Snow arrived. Woke to rain at 5 am, by 5:30 had turned to flakes. It's 8:15and starting to melt. 
A perfect snow, pretty in the morning and gone by noon!














































Hopefully this wraps up our winter weather...

John


----------



## BodsRailRoad (Jul 26, 2008)

Wow, how many days were the schools closed for, did you get some bread and milk before all the store ran out???


----------



## Totalwrecker (Feb 26, 2009)

Schools were closed for 2 whole days... it's the weekend silly!


----------



## Gary Armitstead (Jan 2, 2008)

It's funny, we are at about 1000 ft. elevation here and the folks doen below in the Valley received quite a bit more "actual" snow than we did. Ours was wet hail or graupel. 

Nice pictures John!


----------



## BodsRailRoad (Jul 26, 2008)

Posted By Totalwrecker on 27 Feb 2011 08:45 AM 
Schools were closed for 2 whole days... it's the weekend silly! 

Not you







was talking to Gary.


----------



## Gary Armitstead (Jan 2, 2008)

Ron,

No schools closed. Hey, it's the weekend, even out here!









We did have some diners stranded at the Castaway Resturant last night(about a 1/2 mile away and above us father up the hill) because it was "snowed-in".









Our cabin, about 80 miles from here, had a large amount of snow dumped on it!


----------



## BodsRailRoad (Jul 26, 2008)

to funny


----------



## Randy Stone (Jan 2, 2008)

Humm, it's purty to look at but I'm sure glad it's been in the 80s here.


----------



## Totalwrecker (Feb 26, 2009)

Thanks Gary,
Here's the best shot of all.. taken at 10:30 am.
I've lived in NH and Me, I know what shovels and snow blowers are!

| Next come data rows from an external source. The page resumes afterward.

//! 编排集成测试
//!
//! 用脚本化 Mock LLM + 桩工具 + 内存点数/存储驱动完整的
//! 规划 -> 确认 -> 执行 -> 回复流程，覆盖确认门控、取消收敛、
//! 计划级费用确认、重规划一次与跨轮指代解析等场景。

use std::sync::atomic::{AtomicU32, Ordering};
use std::sync::{Arc, Mutex};

use async_trait::async_trait;
use serde_json::Value;
use tokio_util::sync::CancellationToken;

use adpilot::agent::AgentEvent;
use adpilot::config::AppConfig;
use adpilot::core::Orchestrator;
use adpilot::credit::InMemoryCreditGateway;
use adpilot::llm::MockLlmClient;
use adpilot::memory::{InMemoryStore, MemoryStore};
use adpilot::tools::{Billing, RiskLevel, Tool, ToolCategory, ToolError, ToolRegistry};

/// 桩工具：记录调用次数与最近一次参数，返回固定载荷
struct StubTool {
    name: &'static str,
    category: ToolCategory,
    risk: RiskLevel,
    billing: Billing,
    /// 固定点数；配合 budget_derived 折算预算
    fixed_cost: u32,
    budget_derived: bool,
    payload: Value,
    calls: Arc<AtomicU32>,
    last_params: Arc<Mutex<Value>>,
}

impl StubTool {
    fn new(name: &'static str, category: ToolCategory, payload: Value) -> Self {
        Self {
            name,
            category,
            risk: RiskLevel::Low,
            billing: Billing::PerCall,
            fixed_cost: 0,
            budget_derived: false,
            payload,
            calls: Arc::new(AtomicU32::new(0)),
            last_params: Arc::new(Mutex::new(Value::Null)),
        }
    }

    fn destructive(mut self) -> Self {
        self.risk = RiskLevel::Destructive;
        self
    }

    fn budget_derived(mut self) -> Self {
        self.budget_derived = true;
        self
    }

    fn handles(&self) -> (Arc<AtomicU32>, Arc<Mutex<Value>>) {
        (self.calls.clone(), self.last_params.clone())
    }
}

#[async_trait]
impl Tool for StubTool {
    fn name(&self) -> &str {
        self.name
    }
    fn description(&self) -> &str {
        "stub"
    }
    fn category(&self) -> ToolCategory {
        self.category
    }
    fn risk_level(&self) -> RiskLevel {
        self.risk
    }
    fn billing(&self) -> Billing {
        self.billing
    }
    fn estimate_cost(&self, params: &Value) -> u32 {
        if self.budget_derived {
            (params["daily_budget"].as_f64().unwrap_or(0.0) as u32) / 10
        } else {
            self.fixed_cost
        }
    }
    async fn invoke(&self, params: Value, _op: &str) -> Result<Value, ToolError> {
        self.calls.fetch_add(1, Ordering::SeqCst);
        *self.last_params.lock().unwrap() = params;
        Ok(self.payload.clone())
    }
}

fn test_config() -> AppConfig {
    let mut cfg = AppConfig::default();
    cfg.orchestrator.backoff_base_ms = 4;
    cfg.orchestrator.backoff_max_ms = 50;
    cfg.orchestrator.tool_timeout_secs = 2;
    cfg.orchestrator.per_step_cost_threshold = 50;
    cfg.orchestrator.plan_cost_threshold = 100;
    cfg
}

fn build(
    cfg: AppConfig,
    llm: Arc<MockLlmClient>,
    registry: ToolRegistry,
    store: Arc<InMemoryStore>,
) -> Orchestrator {
    Orchestrator::new(
        cfg,
        llm,
        registry,
        Arc::new(InMemoryCreditGateway::new(1000)),
        store,
    )
    .expect("orchestrator")
}

fn collect_events(rx: &mut tokio::sync::mpsc::UnboundedReceiver<AgentEvent>) -> Vec<AgentEvent> {
    let mut events = Vec::new();
    while let Ok(ev) = rx.try_recv() {
        events.push(ev);
    }
    events
}

fn has_confirmation_for(events: &[AgentEvent], step_id: u32) -> bool {
    events.iter().any(|e| {
        matches!(e, AgentEvent::ConfirmationRequest { step_id: id, .. } if *id == step_id)
    })
}

/// 场景：暂停计划（不可逆）+ 预算翻倍（高花费，依赖步骤 1）。
/// 步骤 1 在任何执行前被确认拦截；放行后执行步骤 1，再因费用拦截步骤 2。
#[tokio::test]
async fn test_pause_then_double_budget_confirmation_chain() {
    let pause = StubTool::new(
        "campaign_pause",
        ToolCategory::Campaign,
        serde_json::json!({"campaign_id": "c_01", "status": "paused"}),
    )
    .destructive();
    let budget = StubTool::new(
        "campaign_update_budget",
        ToolCategory::Campaign,
        serde_json::json!({"campaign_id": "c_01", "daily_budget": 1600.0}),
    )
    .budget_derived();
    let (pause_calls, _) = pause.handles();
    let (budget_calls, budget_params) = budget.handles();

    let mut registry = ToolRegistry::new();
    registry.register(pause).unwrap();
    registry.register(budget).unwrap();

    let llm = Arc::new(MockLlmClient::new());
    llm.push(
        r#"{"kind": "plan", "goal": "暂停计划并把预算翻倍", "complexity": "multi_step",
            "steps": [
              {"id": 1, "tool": "campaign_pause",
               "params": {"campaign_id": "c_01"}, "rationale": "暂停计划 c_01"},
              {"id": 2, "tool": "campaign_update_budget",
               "params": {"campaign_id": {"$step": 1, "$path": "campaign_id"}, "daily_budget": 1600.0},
               "depends_on": [1], "rationale": "预算翻倍到 1600"}
            ]}"#,
    );

    let store = Arc::new(InMemoryStore::new());
    let orch = build(test_config(), llm.clone(), registry, store);
    let (tx, mut rx) = tokio::sync::mpsc::unbounded_channel();

    // 第 1 轮：生成计划后立即被步骤 1 的不可逆确认拦截，未执行任何步骤
    let outcome = orch
        .handle_message("s1", "u1", "把跑量最差的计划暂停，然后预算翻倍", Some(&tx), CancellationToken::new())
        .await
        .unwrap();
    assert!(outcome.awaiting);
    assert_eq!(pause_calls.load(Ordering::SeqCst), 0);
    assert_eq!(budget_calls.load(Ordering::SeqCst), 0);
    let events = collect_events(&mut rx);
    assert!(has_confirmation_for(&events, 1));

    // 第 2 轮：确认步骤 1 -> 执行暂停 -> 步骤 2 因费用再次拦截
    let outcome = orch
        .handle_message("s1", "u1", "确认", Some(&tx), CancellationToken::new())
        .await
        .unwrap();
    assert!(outcome.awaiting);
    assert_eq!(pause_calls.load(Ordering::SeqCst), 1);
    assert_eq!(budget_calls.load(Ordering::SeqCst), 0);
    let events = collect_events(&mut rx);
    assert!(has_confirmation_for(&events, 2));
    let cost_question = events.iter().find_map(|e| match e {
        AgentEvent::ConfirmationRequest { question, step_id: 2, .. } => Some(question.clone()),
        _ => None,
    });
    assert!(cost_question.unwrap().contains("160"));

    // 第 3 轮：确认步骤 2 -> 执行 -> 产出最终回复
    llm.push("已暂停计划 c_01 并把日预算调整为 1600 元。");
    let outcome = orch
        .handle_message("s1", "u1", "确认", Some(&tx), CancellationToken::new())
        .await
        .unwrap();
    assert!(!outcome.awaiting);
    assert!(outcome.response.is_some());
    assert_eq!(budget_calls.load(Ordering::SeqCst), 1);
    // 符号引用解析：步骤 2 收到了步骤 1 结果中的 campaign_id
    assert_eq!(budget_params.lock().unwrap()["campaign_id"], "c_01");
}

/// 场景：取消挂起的确认只放弃该步骤与未开始步骤，已完成结果保留并进入回复
#[tokio::test]
async fn test_cancellation_keeps_prior_results() {
    let report = StubTool::new(
        "report_query",
        ToolCategory::Reporting,
        serde_json::json!({"report_id": "r_1", "spend": 1280.5}),
    );
    let delete = StubTool::new(
        "campaign_delete",
        ToolCategory::Campaign,
        serde_json::json!({"ok": true}),
    )
    .destructive();
    let (report_calls, _) = report.handles();
    let (delete_calls, _) = delete.handles();

    let mut registry = ToolRegistry::new();
    registry.register(report).unwrap();
    registry.register(delete).unwrap();

    let llm = Arc::new(MockLlmClient::new());
    llm.push(
        r#"{"kind": "plan", "goal": "查报表后删除没量的计划", "complexity": "multi_step",
            "steps": [
              {"id": 1, "tool": "report_query", "params": {"date_range": "yesterday"}},
              {"id": 2, "tool": "campaign_delete",
               "params": {"campaign_id": "c_02"}, "depends_on": [1], "rationale": "删除计划 c_02"}
            ]}"#,
    );

    let store = Arc::new(InMemoryStore::new());
    let orch = build(test_config(), llm.clone(), registry, store);

    let outcome = orch
        .handle_message("s2", "u1", "看下昨天的报表，顺便把没量的计划删了", None, CancellationToken::new())
        .await
        .unwrap();
    assert!(outcome.awaiting);
    assert_eq!(report_calls.load(Ordering::SeqCst), 1);

    llm.push("报表已经拿到；删除操作按你的要求取消了。");
    let outcome = orch
        .handle_message("s2", "u1", "算了", None, CancellationToken::new())
        .await
        .unwrap();
    assert!(!outcome.awaiting);
    assert!(outcome.response.is_some());
    // 删除从未被调用；报表结果保留
    assert_eq!(delete_calls.load(Ordering::SeqCst), 0);
    assert_eq!(report_calls.load(Ordering::SeqCst), 1);
}

/// 场景：计划总预估超过阈值时，任何步骤执行前先做计划级整体确认
#[tokio::test]
async fn test_aggregate_cost_gates_whole_plan() {
    let creative = StubTool::new(
        "creative_generate",
        ToolCategory::Creative,
        serde_json::json!({"creative_id": "cr_1", "urls": ["https://cdn/a.png"]}),
    );
    let (creative_calls, _) = creative.handles();

    let mut registry = ToolRegistry::new();
    registry.register(creative).unwrap();

    let llm = Arc::new(MockLlmClient::new());
    llm.push(
        r#"{"kind": "plan", "goal": "两组风格各生成一批创意", "complexity": "multi_step",
            "steps": [
              {"id": 1, "tool": "creative_generate",
               "params": {"prompt": "新品上市", "style": "简约"}, "estimated_cost": 60},
              {"id": 2, "tool": "creative_generate",
               "params": {"prompt": "新品上市", "style": "国潮"}, "estimated_cost": 60}
            ]}"#,
    );

    let store = Arc::new(InMemoryStore::new());
    let orch = build(test_config(), llm.clone(), registry, store);
    let (tx, mut rx) = tokio::sync::mpsc::unbounded_channel();

    let outcome = orch
        .handle_message("s3", "u1", "帮我生成创意，两种风格各来一批", Some(&tx), CancellationToken::new())
        .await
        .unwrap();
    assert!(outcome.awaiting);
    // 计划级确认（step_id 0），未执行任何步骤
    let events = collect_events(&mut rx);
    assert!(has_confirmation_for(&events, 0));
    assert_eq!(creative_calls.load(Ordering::SeqCst), 0);

    llm.push("两批创意都已生成。");
    let outcome = orch
        .handle_message("s3", "u1", "好的", Some(&tx), CancellationToken::new())
        .await
        .unwrap();
    assert!(!outcome.awaiting);
    // 两个互不依赖的步骤都已执行
    assert_eq!(creative_calls.load(Ordering::SeqCst), 2);
}

/// 场景：计划不合法（前向依赖）触发一次重规划；再次不合法则放弃并给出解释
#[tokio::test]
async fn test_invalid_plan_replans_once_then_gives_up() {
    let pause = StubTool::new(
        "campaign_pause",
        ToolCategory::Campaign,
        serde_json::json!({"ok": true}),
    )
    .destructive();
    let (pause_calls, _) = pause.handles();

    let mut registry = ToolRegistry::new();
    registry.register(pause).unwrap();

    let llm = Arc::new(MockLlmClient::new());
    // 第一版：前向依赖；第二版：未注册工具
    llm.push(
        r#"{"kind": "plan", "goal": "g", "complexity": "single_step",
            "steps": [{"id": 1, "tool": "campaign_pause", "params": {"campaign_id": "c"}, "depends_on": [2]},
                      {"id": 2, "tool": "campaign_pause", "params": {"campaign_id": "c"}}]}"#,
    );
    llm.push(
        r#"{"kind": "plan", "goal": "g", "complexity": "single_step",
            "steps": [{"id": 1, "tool": "made_up_tool", "params": {}}]}"#,
    );

    let store = Arc::new(InMemoryStore::new());
    let orch = build(test_config(), llm.clone(), registry, store);
    let (tx, mut rx) = tokio::sync::mpsc::unbounded_channel();

    let outcome = orch
        .handle_message("s4", "u1", "暂停那几条在跑的计划", Some(&tx), CancellationToken::new())
        .await
        .unwrap();
    assert!(!outcome.awaiting);
    assert!(outcome.response.unwrap().contains("抱歉"));
    assert_eq!(pause_calls.load(Ordering::SeqCst), 0);
    let events = collect_events(&mut rx);
    assert!(events
        .iter()
        .any(|e| matches!(e, AgentEvent::Error { code, .. } if code == "validation")));
}

/// 场景：历史达到压缩阈值后，「刚才的创意」仍解析到正确的实体 ID
#[tokio::test]
async fn test_reference_resolution_survives_compression() {
    let creative = StubTool::new(
        "creative_generate",
        ToolCategory::Creative,
        serde_json::json!({"creative_id": "cr_7", "name": "国潮主图"}),
    );

    let mut registry = ToolRegistry::new();
    registry.register(creative).unwrap();

    let llm = Arc::new(MockLlmClient::new());
    let store = Arc::new(InMemoryStore::new());
    let mut cfg = test_config();
    cfg.orchestrator.compress_after_rounds = 2;
    cfg.orchestrator.compress_keep_recent = 1;
    let orch = build(cfg, llm.clone(), registry, store.clone());

    // 第 1 轮：生成创意，观察结果（含 creative_id）写入历史
    llm.push(
        r#"{"kind": "plan", "goal": "生成创意", "complexity": "single_step",
            "steps": [{"id": 1, "tool": "creative_generate",
                       "params": {"prompt": "新品上市", "style": "国潮"}}]}"#,
    );
    llm.push("创意已生成。");
    orch.handle_message("s5", "u1", "帮我生成创意，国潮风", None, CancellationToken::new())
        .await
        .unwrap();

    // 第 2 轮：闲聊
    llm.push("smalltalk 0.9");
    llm.push(r#"{"kind": "reply", "content": "不客气！"}"#);
    orch.handle_message("s5", "u1", "谢谢", None, CancellationToken::new())
        .await
        .unwrap();

    // 第 3 轮：超过压缩阈值，指代「刚才的创意」
    llm.push("creative 0.9"); // 意图分类
    llm.push("此前对话已压缩：生成过创意 creative=cr_7（国潮主图）。"); // 压缩摘要
    llm.push(r#"{"kind": "reply", "content": "好的，马上为这个创意安排新版本。"}"#);
    let outcome = orch
        .handle_message("s5", "u1", "把刚才的创意再出一版", None, CancellationToken::new())
        .await
        .unwrap();
    assert!(!outcome.awaiting);

    // 指代消解后的消息带着具体 creative_id 落库
    let messages = store.load_messages("s5", 100).await.unwrap();
    let annotated = messages
        .iter()
        .find(|m| m.content.contains("把刚才的创意再出一版"))
        .expect("annotated user message persisted");
    assert!(annotated.content.contains("creative=cr_7"), "{}", annotated.content);
}

/// 场景：挂起确认期间进程重启（新建编排器实例），仅凭持久化快照即可恢复
#[tokio::test]
async fn test_awaiting_confirmation_survives_restart() {
    fn registry_with(pause: StubTool) -> ToolRegistry {
        let mut registry = ToolRegistry::new();
        registry.register(pause).unwrap();
        registry
    }

    let store = Arc::new(InMemoryStore::new());

    let pause = StubTool::new(
        "campaign_pause",
        ToolCategory::Campaign,
        serde_json::json!({"ok": true}),
    )
    .destructive();
    let (calls_1, _) = pause.handles();
    let llm = Arc::new(MockLlmClient::new());
    llm.push(
        r#"{"kind": "plan", "goal": "暂停计划", "complexity": "single_step",
            "steps": [{"id": 1, "tool": "campaign_pause",
                       "params": {"campaign_id": "c_9"}, "rationale": "暂停计划 c_9"}]}"#,
    );
    let orch = build(test_config(), llm, registry_with(pause), store.clone());
    let outcome = orch
        .handle_message("s6", "u1", "暂停计划 c_9", None, CancellationToken::new())
        .await
        .unwrap();
    assert!(outcome.awaiting);
    assert_eq!(calls_1.load(Ordering::SeqCst), 0);
    drop(orch);

    // 重启：全新组件实例，共享同一存储
    let pause = StubTool::new(
        "campaign_pause",
        ToolCategory::Campaign,
        serde_json::json!({"ok": true}),
    )
    .destructive();
    let (calls_2, _) = pause.handles();
    let llm = Arc::new(MockLlmClient::new());
    llm.push("已暂停计划 c_9。");
    let orch = build(test_config(), llm, registry_with(pause), store.clone());
    let outcome = orch
        .handle_message("s6", "u1", "确认", None, CancellationToken::new())
        .await
        .unwrap();
    assert!(!outcome.awaiting);
    assert_eq!(calls_2.load(Ordering::SeqCst), 1);
    // 快照已清除，后续消息按新请求处理
    assert!(store.load_snapshot("s6").await.unwrap().is_none());
}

Just traces left down here on the foothills, the mountains are white...

John


----------



## rdamurphy (Jan 3, 2008)

I'll have to send you some guys some pics of Rollins Pass I took last June. With 4 feet of snow blocking the road above Yankee Doodle Lake! LOL! I hear that the Needle's Eye tunnel wasn't accessable until August last year... 

Thanks for the pics, guys! Robert


----------



## Stan Cedarleaf (Jan 2, 2008)

Gary, we stayed in San Diego Friday night and heard it start raining just after midnight. They were forecasting snow about 2000 feet at some time during the storm so we left the motel at 06:00 PST and headed east on 8.

Temp was 53 when we left sea level and didn't go under 34 at the summit of 4181.... Rained hard all the way to Jacumba then not a bit of rain until it started snowing about 11 pm in Prescott.









I can imagine it was quite something to see snow in Burbank.


----------



## Gary Armitstead (Jan 2, 2008)

That it was, Stan. That it was!









My daughter was up from San Diego yesterday and she commented about how hard it rained Friday night! Her husband was flying to Paris yesterday for a business trip and sent a text to Facebook asking about this "rumor" of snow in Burbank. Pretty funny.


----------



## vsmith (Jan 2, 2008)

Posted By vsmith on 27 Feb 2011 12:04 AM 
I was at a familty event today in Palmdale and got dumped on w/ 3 to 4 inches of snow in about 2 hours, I was glad Hwy 14 wasnt shut down, driving home with 3 inches of snow frozen on top of your car does interesting things to the aerodynamics and stability. Will post some pics tomorrow. 



















Pics from Saturday in Palmdale


----------



## markoles (Jan 2, 2008)

In the famous words of Nelson from the Simpsons:

Ha Ha! 

We had a nice day yesterday. Must have been almost 55 degrees and sunny here. Dwight would have been freezing. I went for a run in just shorts.


----------